Contracting is a crucial part of the mediation process and often overlooked or poorly addressed.  Inexperienced mediators worry that the parties (and their attorneys) will be so keen to rush into the content of their dispute that they will have no patience for crafting the container that will help carry them through.  However, working with parties in mediation requires us to operate differently than parties usually behave in traditional approaches to conflict.  More specifically, clarifying that the parties are in charge of making decisions together to resolve their conflict shifts traditional allocation of responsibility from the professional to the parties, calls for the parties to deal directly with each other in the same room (with the help of the mediator) and opens the basis for the decisions beyond law and includes the personal dimensions of the conflict, including fairness.

In order to achieve this shift, parties and mediator need to define and agree on what the mediation will look like and on each participant’s respective role. We cannot assume that the mediation participants have the same understanding of what will happen in the mediation sessions or that their understanding of the role of the mediator comports with our own. Many people coming to mediation think of the mediator as a judge or someone who will advocate for one of them or for both of them alternately, pressuring them to reach a settlement.

It is necessary before we begin to work, for the parties to recognize that they are co-designers of the process with the mediator and active participants in negotiating the mediation process together.  This does not mean that the mediator determines the process or that the parties determine it, but that the mediator and parties negotiate the process together.  The “contract” between the mediator and the parties is the container for the process and  can be adjusted by agreement as the process continues if the need to change becomes apparent.

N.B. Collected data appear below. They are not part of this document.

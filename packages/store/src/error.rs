use thiserror::Error;

/// Failures reported by a [`KeyValueStore`](crate::KeyValueStore) backend.
#[derive(Error, Debug, Clone, PartialEq)]
pub enum StorageError {
    /// The backend could not be reached (no window, storage disabled, poisoned lock).
    #[error("Storage unavailable: {0}")]
    Unavailable(String),

    /// The backend refused the write (quota, private mode).
    #[error("Storage write failed for key '{0}'")]
    Write(String),

    /// A stored value did not deserialize into the expected type.
    #[error("Corrupt value for key '{key}': {reason}")]
    Corrupt { key: String, reason: String },
}
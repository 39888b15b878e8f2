use reqwest::Method;

use super::search_query;
use crate::models::{Page, Producto, ProductoInput};
use crate::{ApiClient, Result};

impl ApiClient {
    pub async fn get_productos(&self, search: Option<&str>) -> Result<Page<Producto>> {
        self.get_list("/productos", &search_query(search), "Could not load products")
            .await
    }

    pub async fn get_producto(&self, id: i64) -> Result<Producto> {
        self.get_json(&format!("/productos/{id}"), &[], "Could not load product")
            .await
    }

    pub async fn create_producto(&self, input: &ProductoInput) -> Result<Producto> {
        input.validate()?;
        self.send_json(Method::POST, "/productos", input, "Could not create product")
            .await
    }

    pub async fn update_producto(&self, id: i64, input: &ProductoInput) -> Result<Producto> {
        input.validate()?;
        self.send_json(
            Method::PUT,
            &format!("/productos/{id}"),
            input,
            "Could not update product",
        )
        .await
    }

    pub async fn delete_producto(&self, id: i64) -> Result<()> {
        self.delete(&format!("/productos/{id}"), "Could not delete product")
            .await
    }
}

#[cfg(test)]
mod tests {
    use crate::models::ProductoInput;
    use crate::services::testing::client;
    use crate::ApiError;
    use serde_json::json;
    use wiremock::matchers::{method, path, query_param};
    use wiremock::{Mock, MockServer, ResponseTemplate};

    #[tokio::test]
    async fn test_get_productos_sorted_and_wrapped() {
        let server = MockServer::start().await;
        Mock::given(method("GET"))
            .and(path("/productos"))
            .and(query_param("search", "tor"))
            .respond_with(ResponseTemplate::new(200).set_body_json(json!([
                {"id_producto": 9, "nombre": "Tornillo largo", "stock_actual": 3, "stock_minimo": 5},
                {"id_producto": 2, "nombre": "Tornillo corto", "stock_actual": 40, "stock_minimo": 5}
            ])))
            .mount(&server)
            .await;

        let (api, _) = client(&server, Some("tok"));
        let page = api.get_productos(Some("tor")).await.unwrap();
        assert_eq!(page.total, 2);
        assert_eq!(page.items[0].id_producto, 2);
        assert!(page.items[1].is_low_stock());
    }

    #[tokio::test]
    async fn test_object_instead_of_array_is_an_error() {
        let server = MockServer::start().await;
        Mock::given(method("GET"))
            .and(path("/productos"))
            .respond_with(ResponseTemplate::new(200).set_body_json(json!({"items": []})))
            .mount(&server)
            .await;

        let (api, _) = client(&server, Some("tok"));
        let err = api.get_productos(None).await.unwrap_err();
        assert!(matches!(err, ApiError::InvalidResponse(_)));
        assert_eq!(err.to_string(), "Invalid response format");
    }

    #[tokio::test]
    async fn test_invalid_input_never_reaches_backend() {
        let server = MockServer::start().await;
        Mock::given(method("POST"))
            .respond_with(ResponseTemplate::new(201))
            .expect(0)
            .mount(&server)
            .await;

        let (api, _) = client(&server, Some("tok"));
        let err = api
            .create_producto(&ProductoInput::default())
            .await
            .unwrap_err();
        assert!(matches!(err, ApiError::Validation(_)));
    }

    #[tokio::test]
    async fn test_backend_error_without_detail_uses_default() {
        let server = MockServer::start().await;
        Mock::given(method("DELETE"))
            .and(path("/productos/4"))
            .respond_with(ResponseTemplate::new(500).set_body_string("oops"))
            .mount(&server)
            .await;

        let (api, _) = client(&server, Some("tok"));
        let err = api.delete_producto(4).await.unwrap_err();
        assert_eq!(err.status(), Some(500));
        assert_eq!(err.to_string(), "Could not delete product");
    }

    #[tokio::test]
    async fn test_update_and_delete() {
        let server = MockServer::start().await;
        Mock::given(method("PUT"))
            .and(path("/productos/4"))
            .respond_with(ResponseTemplate::new(200).set_body_json(json!({
                "id_producto": 4, "nombre": "Arandela", "precio": 0.25
            })))
            .mount(&server)
            .await;
        Mock::given(method("DELETE"))
            .and(path("/productos/4"))
            .respond_with(ResponseTemplate::new(204))
            .mount(&server)
            .await;

        let (api, _) = client(&server, Some("tok"));
        let input = ProductoInput {
            nombre: "Arandela".into(),
            precio: 0.25,
            ..Default::default()
        };
        let updated = api.update_producto(4, &input).await.unwrap();
        assert_eq!(updated.nombre, "Arandela");
        api.delete_producto(4).await.unwrap();
    }
}
//! Hand a downloaded report to the browser as a file.

use api::ReportFile;

/// Save `file` through a temporary object URL and a synthetic `<a download>`
/// click. Outside the browser this only logs.
#[cfg(target_arch = "wasm32")]
pub fn save_file(file: &ReportFile) -> Result<(), String> {
    use wasm_bindgen::JsCast;

    let window = web_sys::window().ok_or("no window")?;
    let document = window.document().ok_or("no document")?;

    let bytes = js_sys::Uint8Array::from(file.bytes.as_slice());
    let parts = js_sys::Array::of1(&bytes);
    let options = web_sys::BlobPropertyBag::new();
    options.set_type(file.mime);
    let blob = web_sys::Blob::new_with_u8_array_sequence_and_options(&parts, &options)
        .map_err(|e| format!("{e:?}"))?;
    let url = web_sys::Url::create_object_url_with_blob(&blob).map_err(|e| format!("{e:?}"))?;

    let anchor: web_sys::HtmlAnchorElement = document
        .create_element("a")
        .map_err(|e| format!("{e:?}"))?
        .dyn_into()
        .map_err(|_| "not an anchor".to_string())?;
    anchor.set_href(&url);
    anchor.set_download(&file.filename);
    anchor.click();

    web_sys::Url::revoke_object_url(&url).map_err(|e| format!("{e:?}"))?;
    tracing::info!("saved {}", file.filename);
    Ok(())
}

#[cfg(not(target_arch = "wasm32"))]
pub fn save_file(file: &ReportFile) -> Result<(), String> {
    tracing::info!(
        "download of {} ({} bytes) is only available in the browser",
        file.filename,
        file.bytes.len()
    );
    Ok(())
}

By participating in this webinar, you will learn how to:   

  1. Interact with the parties to create the contract
  2.  Avoid slipping into a mediator dominated process
  3. Maintain mutuality of participation of both parties throughout the process
Location: 

Zoom

Trainers: 

Gary J. Friedman has been practicing law as a mediator with Mediation Law Offices in Mill Valley, California since 1976, integrating mediative principles into the practice of law and the resolution of legal disputes. Co-founder of the Center for Understanding in Conflict (formerly the Center for Mediation in Law), he has been teaching mediation since 1980. Prior to his work as a mediator, he practiced law as a trial lawyer with Friedman and Friedman in Bridgeport, Connecticut. After several years as an advocate, he sought a new approach to resolving disputes through increasing the participation of the parties in the resolution of their differences. At that time, he and his colleague, Jack Himmelstein, began to develop the Understanding-based model that is now practiced extensively in the United States and Europe. As one of the first lawyer mediators and a primary force in the current mediation movement, he has used this model to complete over one thousand mediations in the last two decades He has mediated numerous two-party and multi-party disputes in the commercial and non-profit realms, in the area of intellectual property, real estate, corporate, personnel, partnership formations and dissolutions, and family law.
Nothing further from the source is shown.